Synthetic Hallucinogens

Synthetic hallucinogens provide legal but dangerous ways to distort an individual’s perception of reality. Although feelings of panic and fear often accompany their use, these drugs continue to rise in popularity due to easy accessibility and ability to elude detection by standard drug screenings.

It’s the Bomb

Synthetic hallucinogens, which are alternatives to lysergic acid diethylamide (LSD), change the way a person perceives the world and can affect all the senses by altering thinking, sense of time and emotions. Most synthetic hallucinogens fall into the N-methoxybenzyl (NBOMe) classification, thus leading to the common street terminology, “N-Bomb.” Initially, according to the United National Office on Drugs and Crime (UNODC), NBOMe’s were developed for assisting with the mapping of serotonin receptors in the central nervous system. However, these substances quickly found nonmedical uses and were sold as the legal or natural alternatives to LSD or deceptively as LSD.

Three varieties of this drug exist and are differentiated by their chemical structure: 25I-NBOMe, 25C-NBOMe and 25B-NBOMe. These NBOMe substances have been detected in blotter papers, powders, capsules and liquids. Some key facts about NBOMe substances include:

  • Discovered in 2003 by scientist at the Free University of Berlin
  • Sold online as a designer drug in 2010
  • Derived from mescaline, which occurs naturally in peyote cactus
  • Ingested the same way as LSD
  • Included street names are Smiles, 25B, 25C and 25I
  • Generated long-term damage to kidneys, including kidney failure

Healing or Harming

During the 1950s and early 1960s, hallucinogens, primarily LSD, were used by the medical community as a way to gain a better understanding of schizophrenia and to treat mental disorders, such as alcoholism and depression. However, in the late 1960s, a counterculture developed in the United States based on love, peace, happiness and psychedelic drugs. A former Harvard psychologist and strong supporter of the drug, Timothy Leary, stated the resounding call for using LSD, “Turn on! Tune in! Drop out!” More and more individuals were experimenting with the drug as a way to unlock their hidden consciousness. During this time, a significant growth in hospital emergency visits and paranoid and delusional individuals being locked up in jail cells occurred. The Controlled Substance Act of 1970 made LSD a Schedule I drug, the classification for substances with high potential for abuse and absolutely no medical uses.

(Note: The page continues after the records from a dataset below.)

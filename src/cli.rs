//! CLI argument parsing for the renderer.
//!
//! The CLI is thin: it builds a renderer from config and prints what the
//! library returns, one line per result or a JSON document.
use clap::{Args, Parser, Subcommand};
use std::path::PathBuf;

/// Root CLI entrypoint.
#[derive(Parser, Debug)]
#[command(
    name = "arender",
    version,
    about = "Render activity parameters as localized text or markup",
    after_help = "Examples:\n  arender format --param /docs/a.txt --param bob --type 0=file --type 1=username --strip-path --highlight\n  arender format --module files --subject shared_with_by --param /docs/a.txt --param bob\n  arender join --item-type file --item A/B.txt --item C/D.txt --strip-path --lang de\n  arender subject --module files --subject shared_link_self --param /docs/a.txt\n  arender classify --module files --subject shared_group_self --json\n  arender types --filter shares",
    subcommand_required = true,
    arg_required_else_help = true
)]
pub struct RootArgs {
    /// Engine config JSON (defaults to the per-user config file when present)
    #[arg(long, global = true, value_name = "PATH")]
    pub config: Option<PathBuf>,

    /// Override the configured language
    #[arg(long, global = true, value_name = "LANG")]
    pub lang: Option<String>,

    #[command(subcommand)]
    pub command: Command,
}

#[derive(Subcommand, Debug)]
pub enum Command {
    Format(FormatArgs),
    Join(JoinArgs),
    Subject(SubjectArgs),
    Classify(ClassifyArgs),
    Types(TypesArgs),
}

/// Flags shared by every rendering command.
#[derive(Args, Debug, Clone, Copy)]
pub struct FlagArgs {
    /// Show files by basename with the folder as tooltip
    #[arg(long)]
    pub strip_path: bool,

    /// Emit markup instead of plain text
    #[arg(long)]
    pub highlight: bool,
}

#[derive(Parser, Debug)]
#[command(about = "Render each parameter of one activity")]
pub struct FormatArgs {
    /// Parameter value, in order (repeatable)
    #[arg(long = "param", value_name = "VALUE", allow_hyphen_values = true)]
    pub params: Vec<String>,

    /// Explicit classification as POS=TYPE (file, username)
    #[arg(long = "type", value_name = "POS=TYPE", conflicts_with = "module")]
    pub types: Vec<String>,

    /// Classify through the registered extensions instead
    #[arg(long, requires = "subject")]
    pub module: Option<String>,

    #[arg(long, requires = "module")]
    pub subject: Option<String>,

    #[command(flatten)]
    pub flags: FlagArgs,

    /// Emit machine-readable JSON output
    #[arg(long)]
    pub json: bool,
}

#[derive(Parser, Debug)]
#[command(about = "Join several values into one localized list")]
pub struct JoinArgs {
    /// Item value, in order (repeatable)
    #[arg(long = "item", value_name = "VALUE", allow_hyphen_values = true)]
    pub items: Vec<String>,

    /// Type shared by every item (file, username); plain text when omitted
    #[arg(long, value_name = "TYPE", default_value = "")]
    pub item_type: String,

    #[command(flatten)]
    pub flags: FlagArgs,

    /// Emit machine-readable JSON output
    #[arg(long)]
    pub json: bool,
}

#[derive(Parser, Debug)]
#[command(about = "Render the full sentence of an activity subject")]
pub struct SubjectArgs {
    #[arg(long)]
    pub module: String,

    #[arg(long)]
    pub subject: String,

    /// Parameter value, in order (repeatable)
    #[arg(long = "param", value_name = "VALUE", allow_hyphen_values = true)]
    pub params: Vec<String>,

    #[command(flatten)]
    pub flags: FlagArgs,

    /// Emit machine-readable JSON output
    #[arg(long)]
    pub json: bool,
}

#[derive(Parser, Debug)]
#[command(about = "Show the parameter classification for a subject")]
pub struct ClassifyArgs {
    #[arg(long)]
    pub module: String,

    #[arg(long)]
    pub subject: String,

    /// Emit machine-readable JSON output
    #[arg(long)]
    pub json: bool,
}

#[derive(Parser, Debug)]
#[command(about = "List notification types with icon and description")]
pub struct TypesArgs {
    /// Only the types an activity filter selects (e.g. shares)
    #[arg(long, value_name = "FILTER")]
    pub filter: Option<String>,

    /// Emit machine-readable JSON output
    #[arg(long)]
    pub json: bool,
}
//! Stored path normalization and directory resolution.
//!
//! Activity records keep the path as it was at the time of the event. Older
//! records lack the leading slash and shares of folders may carry a trailing
//! one, so everything downstream works on the normalized form while the
//! directory check still sees the path exactly as recorded.
use std::path::{Component, Path, PathBuf};

/// Answers whether a stored path currently denotes a directory under the
/// caller's visible root.
///
/// `None` means the lookup was inconclusive; callers treat it as "not a
/// directory".
pub trait DirectoryLookup {
    fn is_dir(&self, stored_path: &str) -> Option<bool>;
}

/// Lookup used when no files root is configured: every answer is inconclusive.
#[derive(Debug, Default, Clone, Copy)]
pub struct NoLookup;

impl DirectoryLookup for NoLookup {
    fn is_dir(&self, _stored_path: &str) -> Option<bool> {
        None
    }
}

impl<F> DirectoryLookup for F
where
    F: Fn(&str) -> Option<bool>,
{
    fn is_dir(&self, stored_path: &str) -> Option<bool> {
        self(stored_path)
    }
}

/// Disk-backed lookup rooted at a user's files directory.
#[derive(Debug, Clone)]
pub struct DiskLookup {
    root: PathBuf,
}

impl DiskLookup {
    pub fn new(root: impl Into<PathBuf>) -> Self {
        Self { root: root.into() }
    }

    fn candidate(&self, stored_path: &str) -> Option<PathBuf> {
        let relative = Path::new(stored_path.trim_start_matches('/'));
        let mut joined = self.root.clone();
        for component in relative.components() {
            match component {
                Component::Normal(part) => joined.push(part),
                Component::CurDir => {}
                // Anything else could leave the visible root.
                _ => return None,
            }
        }
        Some(joined)
    }
}

impl DirectoryLookup for DiskLookup {
    fn is_dir(&self, stored_path: &str) -> Option<bool> {
        let Some(candidate) = self.candidate(stored_path) else {
            tracing::debug!(path = stored_path, "stored path escapes files root");
            return None;
        };
        let resolved = match (candidate.canonicalize(), self.root.canonicalize()) {
            (Ok(resolved), Ok(root)) if resolved.starts_with(&root) => resolved,
            (Ok(resolved), Ok(_)) => {
                tracing::debug!(
                    path = %resolved.display(),
                    "stored path resolves outside files root"
                );
                return None;
            }
            (Err(err), _) | (_, Err(err)) => {
                tracing::debug!(
                    path = %candidate.display(),
                    error = %err,
                    "directory lookup inconclusive"
                );
                return None;
            }
        };
        std::fs::metadata(&resolved).ok().map(|meta| meta.is_dir())
    }
}

/// Derived view of a stored path. Never persisted.
#[derive(Debug, Clone, PartialEq, Eq)]
pub struct PathDescriptor {
    /// Path without the leading and trailing separator.
    pub normalized: String,
    pub basename: String,
    /// Everything before the last separator; empty for top-level entries.
    pub containing_dir: String,
    pub is_directory: bool,
}

/// Strip exactly one leading and one trailing `/`.
pub fn normalize(raw: &str) -> &str {
    let trimmed = raw.strip_prefix('/').unwrap_or(raw);
    trimmed.strip_suffix('/').unwrap_or(trimmed)
}

/// Split a normalized path into `(containing_dir, basename)`.
pub fn split_normalized(normalized: &str) -> (&str, &str) {
    match normalized.rfind('/') {
        Some(idx) => (&normalized[..idx], &normalized[idx + 1..]),
        None => ("", normalized),
    }
}

/// Resolve a stored path against `lookup`. The lookup receives `raw`
/// untouched.
pub fn resolve(raw: &str, lookup: &dyn DirectoryLookup) -> PathDescriptor {
    let normalized = normalize(raw);
    let (containing_dir, basename) = split_normalized(normalized);
    PathDescriptor {
        normalized: normalized.to_string(),
        basename: basename.to_string(),
        containing_dir: containing_dir.to_string(),
        is_directory: lookup.is_dir(raw).unwrap_or(false),
    }
}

These days, scientists have returned to researching hallucinogenic drugs as potential medical tools. Psilocybin, the psychoactive ingredient in so-called magic mushrooms, is being studied at major research institutions as methods for treating substance addiction, depression, obsessive compulsive disorder (OCD) and post-traumatic stress disorder (PTSD). But scientists still warn of potential dangers.

Synthetic hallucinogens are even more deadly since they can be produced outside of a controlled laboratory environment by anyone with a rudimentary understanding of chemistry. Although it was made from two banned drugs, N-bombs were not technically illegal until recently.

Sweeping through the country

Although the exact number is not known, the amount of deaths attributed to N-Bombs is growing around the country. Some of the deaths include:

  • 2012: North Dakota teen found dead after fatal reaction; 17-year-old Minnesotan ingested the drug with chocolate and died three days later; 21-year-old Arkansas male died after intranasal use
  • 2013: Pennsylvania high school student overdosed on the drug, stopped breathing and died; 18-year-old Arizona male lost consciousness and died after taking the drug via nose drops
  • 2014: 15-year old from Washington ingested 25I-NBOMe and mushrooms, vomited, seized and died from multi-system organ failure; high school student from Indianapolis was found dead in his home with the drug near his body on blotter paper

Feds have taken notice

While no major violent crimes associated with its use were reported, the rapid number of NBOMe-related deaths waved a red flag to the government. In 2013, the U. S. Drug Enforcement Administration (DEA) added 25B-NBOMe, 25C-NBOMe and 25I-NBOMe to Schedule I drug classification using its emergency scheduling powers. This made these NBOMe compounds “temporarily” Schedule I for two years. In November 2015, the temporary scheduling was extended for an additional year. How the government will handle its classification in 2016 remains to be seen.